Neurodegenerative diseases are now one of the leading causes of death in the United Kingdom with cases rising. There is a heightened need for new drug therapeutics to limit or halt neurodegenerative disease progression and/or ameliorate the disease pathologies altogether. A major challenge in neurology is the lack of small brain penetrable neuroprotectants that target multiple disease mechanisms and also the Blood Brain Barrier (BBB) which severely restricts entry of neuroprotectants into the central nervous systems (CNS). There is an urgent need to develop new strategies that can target the BBB and effectively deliver drugs into the CNS. Due to their size, ease of functionalisation for maximum surface area of drug loading and ability to pass through the BBB, nanoparticles are a potential solution to deliver neurotherapeutic drugs directly to damaged neurons inside the brain to increase the efficacy of neuroprotectants.
The small peptides (H3/H6) that encompass the active motifs of the neurotrophic protein S100A4 have been shown to reduce oxidative stress and excitotoxicity via multiple pathways and protect neurons in animal models of neurological disorders. However, these peptides have limited brain penetration and circulation half-life. Therefore a delivery system that can improve the half – life of the peptides, shuttle the drugs across the BBB and interact directly with neurons is required. Plasmonic gold nanostars are promising candidates for delivery of standard-of-care drugs inside the brain and fluorescence-based deep tissue imaging but have not previously been trialled as carriers for neuroprotectants.
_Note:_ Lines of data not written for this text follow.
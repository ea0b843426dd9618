//! Click tracking and trending aggregation.

use sqlx::SqlitePool;

use crate::models::TrendingTool;
use crate::Result;

/// Default number of entries returned by [`trending`].
pub const DEFAULT_TRENDING_LIMIT: i64 = 20;

/// Largest allowed trending limit.
pub const MAX_TRENDING_LIMIT: i64 = 50;

/// Default rolling window, in days.
pub const DEFAULT_WINDOW_DAYS: i64 = 7;

/// Largest allowed rolling window, in days.
pub const MAX_WINDOW_DAYS: i64 = 30;

/// Append one click event. No deduplication: repeat clicks all count.
pub async fn record_click(
    pool: &SqlitePool,
    tool_id: &str,
    tool_name: &str,
    tool_url: Option<&str>,
    category: Option<&str>,
    actor_hash: &str,
) -> Result<()> {
    sqlx::query(
        r#"
        INSERT INTO tool_clicks (tool_id, tool_name, tool_url, category, actor_hash)
        VALUES (?, ?, ?, ?, ?)
        "#,
    )
    .bind(tool_id)
    .bind(tool_name)
    .bind(tool_url)
    .bind(category)
    .bind(actor_hash)
    .execute(pool)
    .await?;

    Ok(())
}

/// Rank tools by click count over a rolling window.
///
/// Display fields come from the most recent click per tool. Ties on click
/// count order by most recent click time, so the ranking is deterministic.
/// `limit` is clamped to 1..=50 and `days_back` to 1..=30.
pub async fn trending(
    pool: &SqlitePool,
    limit: i64,
    days_back: i64,
) -> Result<Vec<TrendingTool>> {
    let limit = limit.clamp(1, MAX_TRENDING_LIMIT);
    let days_back = days_back.clamp(1, MAX_WINDOW_DAYS);
    let modifier = format!("-{} days", days_back);

    let rows = sqlx::query_as::<_, TrendingTool>(
        r#"
        SELECT tool_id, tool_name, tool_url, category,
               COUNT(*) AS click_count,
               MAX(clicked_at) AS last_clicked_at
        FROM tool_clicks
        WHERE clicked_at >= datetime('now', ?)
        GROUP BY tool_id
        ORDER BY click_count DESC, last_clicked_at DESC
        LIMIT ?
        "#,
    )
    .bind(modifier)
    .bind(limit)
    .fetch_all(pool)
    .await?;

    Ok(rows)
}

#[cfg(test)]
mod tests {
    use super::*;
    use crate::Database;

    async fn test_db() -> Database {
        let db = Database::connect("sqlite::memory:").await.unwrap();
        db.migrate().await.unwrap();
        db
    }

    /// Insert a click with an explicit timestamp offset, e.g. "-10 days".
    async fn record_click_at(pool: &SqlitePool, tool_id: &str, tool_name: &str, offset: &str) {
        sqlx::query(
            r#"
            INSERT INTO tool_clicks (tool_id, tool_name, actor_hash, clicked_at)
            VALUES (?, ?, 'actor-test', datetime('now', ?))
            "#,
        )
        .bind(tool_id)
        .bind(tool_name)
        .bind(offset)
        .execute(pool)
        .await
        .unwrap();
    }

    #[tokio::test]
    async fn test_trending_counts_and_orders() {
        let db = test_db().await;
        let pool = db.pool();

        for _ in 0..3 {
            record_click(pool, "t1", "Tool One", None, None, "actor-a")
                .await
                .unwrap();
        }
        record_click(pool, "t2", "Tool Two", None, None, "actor-a")
            .await
            .unwrap();

        let ranked = trending(pool, 20, 7).await.unwrap();
        assert_eq!(ranked.len(), 2);
        assert_eq!(ranked[0].tool_id, "t1");
        assert_eq!(ranked[0].click_count, 3);
        assert_eq!(ranked[1].tool_id, "t2");
        assert_eq!(ranked[1].click_count, 1);
    }

    #[tokio::test]
    async fn test_trending_excludes_old_clicks() {
        let db = test_db().await;
        let pool = db.pool();

        record_click_at(pool, "stale", "Stale Tool", "-10 days").await;
        record_click(pool, "fresh", "Fresh Tool", None, None, "actor-a")
            .await
            .unwrap();

        let ranked = trending(pool, 20, 7).await.unwrap();
        assert_eq!(ranked.len(), 1);
        assert_eq!(ranked[0].tool_id, "fresh");

        // A wider window picks the stale tool back up
        let ranked = trending(pool, 20, 30).await.unwrap();
        assert_eq!(ranked.len(), 2);
    }

    #[tokio::test]
    async fn test_trending_respects_limit() {
        let db = test_db().await;
        let pool = db.pool();

        for i in 0..5 {
            let tool_id = format!("t{}", i);
            record_click(pool, &tool_id, "Tool", None, None, "actor-a")
                .await
                .unwrap();
        }

        let ranked = trending(pool, 2, 7).await.unwrap();
        assert_eq!(ranked.len(), 2);
    }

    #[tokio::test]
    async fn test_trending_ties_break_by_recency() {
        let db = test_db().await;
        let pool = db.pool();

        record_click_at(pool, "older", "Older Tool", "-2 days").await;
        record_click_at(pool, "newer", "Newer Tool", "-1 days").await;

        let ranked = trending(pool, 20, 7).await.unwrap();
        assert_eq!(ranked.len(), 2);
        assert_eq!(ranked[0].click_count, ranked[1].click_count);
        assert_eq!(ranked[0].tool_id, "newer");
    }

    #[tokio::test]
    async fn test_trending_carries_latest_display_fields() {
        let db = test_db().await;
        let pool = db.pool();

        record_click_at(pool, "t1", "Old Name", "-2 days").await;
        record_click(pool, "t1", "New Name", Some("https://t1.ai"), None, "actor-a")
            .await
            .unwrap();

        let ranked = trending(pool, 20, 7).await.unwrap();
        assert_eq!(ranked.len(), 1);
        assert_eq!(ranked[0].tool_name, "New Name");
        assert_eq!(ranked[0].click_count, 2);
    }
}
The objective of this thesis was to design, synthesise and fully characterise a new gold nanostar delivery vehicles to shuttle the H3/H6 peptides across the BBB to impaired neurons and evaluate their potential as a future treatment of Parkinson’s disease. Star and spherical nanostructures were synthesised and compared, and a new protocol was devised to conjugate H3/H6 peptides onto their surface. These nanostructures were subsequently tested on in vitro models of neurological disorders to investigate the effects of the nanostructure geometry on biological responses, including their potential as neuroprotectants and their interaction with neurons. Transmission electron microscopy was used to compare the interaction of the star and spherical nanostructures with cell membranes to understand the mechanisms by which the spikes of the nanostars increase their cell binding properties.
The H3/H6-nanostructures induced neuritogenesis in neurons and the star shaped nanostructures proved higher potency/efficacy than spherical AuNPs. The H3-Au nanostructures (stars and spheres) protected neurons against oxidative stress with the H3 – nanostars being more potent. Conjugation of these peptides to the surface of the nano structures did not inhibit the neurotrophic capabilities previously seen from the isolated peptides alone. ICP analysis confirmed the affinity and interaction of the nano therapeutics to the neurons, while electron microscopy demonstrated that the spikes of the nanostars were able to embed into the plasma membrane of neurons more effectively than the nanospheres, thus enhancing the internalisation rate of the nanostars, whereas the nanospheres were rarely internalised. Finally a synthesis route was devised to further functionalise these nano compounds with the small molecular L - dopa to, in future, deliver them across the BBB. This thesis shows that conjugation of custom-made dendrimers to the surface of gold nanostars may be used to activate multiple neuroprotective pathways and increase the drug potency to treat a broad spectrum of neurodegenerative disorders.